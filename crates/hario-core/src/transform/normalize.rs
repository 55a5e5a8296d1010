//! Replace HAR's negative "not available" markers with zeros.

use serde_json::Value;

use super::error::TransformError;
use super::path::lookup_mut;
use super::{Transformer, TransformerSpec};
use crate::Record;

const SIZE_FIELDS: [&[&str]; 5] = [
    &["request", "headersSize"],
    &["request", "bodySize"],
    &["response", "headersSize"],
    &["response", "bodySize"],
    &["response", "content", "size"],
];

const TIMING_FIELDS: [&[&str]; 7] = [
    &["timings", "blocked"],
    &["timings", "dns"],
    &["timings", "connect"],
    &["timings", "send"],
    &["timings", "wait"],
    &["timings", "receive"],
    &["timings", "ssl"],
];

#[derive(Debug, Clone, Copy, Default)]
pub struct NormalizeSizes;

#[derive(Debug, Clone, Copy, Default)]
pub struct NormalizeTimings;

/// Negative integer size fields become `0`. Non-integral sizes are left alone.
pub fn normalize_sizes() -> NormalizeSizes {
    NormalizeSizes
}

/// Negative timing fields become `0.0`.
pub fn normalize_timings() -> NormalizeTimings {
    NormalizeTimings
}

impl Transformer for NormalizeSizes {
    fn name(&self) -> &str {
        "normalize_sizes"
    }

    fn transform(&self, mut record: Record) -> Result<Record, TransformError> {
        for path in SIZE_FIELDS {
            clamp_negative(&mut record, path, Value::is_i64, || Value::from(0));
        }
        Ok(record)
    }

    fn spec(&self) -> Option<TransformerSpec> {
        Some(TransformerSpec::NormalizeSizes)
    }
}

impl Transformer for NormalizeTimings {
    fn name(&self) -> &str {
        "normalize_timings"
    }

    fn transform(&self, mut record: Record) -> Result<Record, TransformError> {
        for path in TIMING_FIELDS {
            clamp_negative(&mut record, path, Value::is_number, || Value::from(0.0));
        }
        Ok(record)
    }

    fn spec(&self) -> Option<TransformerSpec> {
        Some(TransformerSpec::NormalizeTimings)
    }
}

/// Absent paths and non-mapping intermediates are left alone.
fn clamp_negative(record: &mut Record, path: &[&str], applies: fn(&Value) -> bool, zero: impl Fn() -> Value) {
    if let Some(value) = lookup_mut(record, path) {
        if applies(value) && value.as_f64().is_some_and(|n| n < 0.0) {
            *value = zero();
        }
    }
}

◆ TASK TO CARRY OUT
Pull out all lines containing the word "bodySize" from the entries above.

◆ TASK OUTPUT
    &["request", "bodySize"],
    &["response", "bodySize"],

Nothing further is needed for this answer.